[Stored items]

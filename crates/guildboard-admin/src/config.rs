/*
[INPUT]:  YAML configuration file and GUILDBOARD_* environment variables
[OUTPUT]: Validated admin configuration
[POS]:    Configuration layer - endpoints, timeouts, logging
[UPDATE]: When adding new configuration options
*/

use std::path::{Path, PathBuf};
use std::time::Duration;

use anyhow::{Context, Result, bail};
use guildboard_adapter::ClientConfig;
use guildboard_adapter::rpc::DEFAULT_RPC_URL;
use serde::{Deserialize, Serialize};

const ENV_PREFIX: &str = "GUILDBOARD";

/// Top-level configuration for the admin tool
#[derive(Debug, Clone, PartialEq, Deserialize, Serialize)]
pub struct AdminConfig {
    /// Bot backend base URL
    #[serde(default = "default_api_base_url")]
    pub api_base_url: String,
    /// EVM JSON-RPC endpoint used for token balances
    #[serde(default = "default_rpc_url")]
    pub rpc_url: String,
    /// Request timeout in seconds
    #[serde(default = "default_timeout_secs")]
    pub timeout_secs: u64,
    /// Connect timeout in seconds
    #[serde(default = "default_connect_timeout_secs")]
    pub connect_timeout_secs: u64,
    /// Directory for daily rolling log files; stderr only when unset
    #[serde(default, skip_serializing_if = "Option::is_none")]
    pub log_dir: Option<PathBuf>,
    /// Wallet shown by `balance` when no addresses are given
    #[serde(default, skip_serializing_if = "Option::is_none")]
    pub wallet: Option<WalletConfig>,
}

/// Default token/owner pair for balance lookups
#[derive(Debug, Clone, PartialEq, Deserialize, Serialize)]
pub struct WalletConfig {
    /// ERC-20 contract address
    pub contract: String,
    /// Holder address
    pub owner: String,
}

impl Default for AdminConfig {
    fn default() -> Self {
        Self {
            api_base_url: default_api_base_url(),
            rpc_url: default_rpc_url(),
            timeout_secs: default_timeout_secs(),
            connect_timeout_secs: default_connect_timeout_secs(),
            log_dir: None,
            wallet: None,
        }
    }
}

fn default_api_base_url() -> String {
    "http://localhost:8080".to_string()
}

fn default_rpc_url() -> String {
    DEFAULT_RPC_URL.to_string()
}

fn default_timeout_secs() -> u64 {
    30
}

fn default_connect_timeout_secs() -> u64 {
    10
}

impl AdminConfig {
    /// Load configuration from a YAML file, with environment overrides
    pub fn from_file(path: &Path) -> Result<Self> {
        Self::build(Some(path), true)
    }

    /// Load from `path`, or from the default location when it exists
    ///
    /// Without any file, defaults plus environment overrides are used.
    pub fn load(path: Option<&Path>) -> Result<Self> {
        match path {
            Some(path) => Self::from_file(path),
            None => {
                let default_path = default_config_path();
                Self::build(default_path.as_deref(), false)
            }
        }
    }

    fn build(path: Option<&Path>, required: bool) -> Result<Self> {
        let mut builder = ::config::Config::builder();
        if let Some(path) = path {
            builder = builder.add_source(
                ::config::File::from(path)
                    .format(::config::FileFormat::Yaml)
                    .required(required),
            );
        }
        // GUILDBOARD_RPC_URL, GUILDBOARD_WALLET__OWNER, ...
        builder = builder.add_source(
            ::config::Environment::with_prefix(ENV_PREFIX)
                .prefix_separator("_")
                .separator("__"),
        );

        let config: Self = builder
            .build()
            .context("read configuration sources")?
            .try_deserialize()
            .context("parse configuration")?;
        config.validate()?;
        Ok(config)
    }

    /// Reject values that would only fail later at request time
    pub fn validate(&self) -> Result<()> {
        url::Url::parse(&self.api_base_url)
            .with_context(|| format!("api_base_url is not a valid URL: {}", self.api_base_url))?;
        url::Url::parse(&self.rpc_url)
            .with_context(|| format!("rpc_url is not a valid URL: {}", self.rpc_url))?;
        if self.timeout_secs == 0 {
            bail!("timeout_secs must be greater than zero");
        }
        if self.connect_timeout_secs == 0 {
            bail!("connect_timeout_secs must be greater than zero");
        }
        Ok(())
    }

    pub fn client_config(&self) -> ClientConfig {
        ClientConfig {
            timeout: Duration::from_secs(self.timeout_secs),
            connect_timeout: Duration::from_secs(self.connect_timeout_secs),
        }
    }

    pub fn to_yaml(&self) -> Result<String> {
        serde_yaml::to_string(self).context("serialize config to YAML")
    }
}

/// `<config dir>/guildboard/config.yaml`
pub fn default_config_path() -> Option<PathBuf> {
    dirs::config_dir().map(|dir| dir.join("guildboard").join("config.yaml"))
}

» Task goal: Restate verbatim all lines from the start of the data through the line containing "pub struct WalletConfig", with both ends kept.

» Output of the exercise:
filename crates/guildboard-admin/src/config.rs
/*
[INPUT]:  YAML configuration file and GUILDBOARD_* environment variables
[OUTPUT]: Validated admin configuration
[POS]:    Configuration layer - endpoints, timeouts, logging
[UPDATE]: When adding new configuration options
*/

use std::path::{Path, PathBuf};
use std::time::Duration;

use anyhow::{Context, Result, bail};
use guildboard_adapter::ClientConfig;
use guildboard_adapter::rpc::DEFAULT_RPC_URL;
use serde::{Deserialize, Serialize};

const ENV_PREFIX: &str = "GUILDBOARD";

/// Top-level configuration for the admin tool
#[derive(Debug, Clone, PartialEq, Deserialize, Serialize)]
pub struct AdminConfig {
    /// Bot backend base URL
    #[serde(default = "default_api_base_url")]
    pub api_base_url: String,
    /// EVM JSON-RPC endpoint used for token balances
    #[serde(default = "default_rpc_url")]
    pub rpc_url: String,
    /// Request timeout in seconds
    #[serde(default = "default_timeout_secs")]
    pub timeout_secs: u64,
    /// Connect timeout in seconds
    #[serde(default = "default_connect_timeout_secs")]
    pub connect_timeout_secs: u64,
    /// Directory for daily rolling log files; stderr only when unset
    #[serde(default, skip_serializing_if = "Option::is_none")]
    pub log_dir: Option<PathBuf>,
    /// Wallet shown by `balance` when no addresses are given
    #[serde(default, skip_serializing_if = "Option::is_none")]
    pub wallet: Option<WalletConfig>,
}

/// Default token/owner pair for balance lookups
#[derive(Debug, Clone, PartialEq, Deserialize, Serialize)]
pub struct WalletConfig {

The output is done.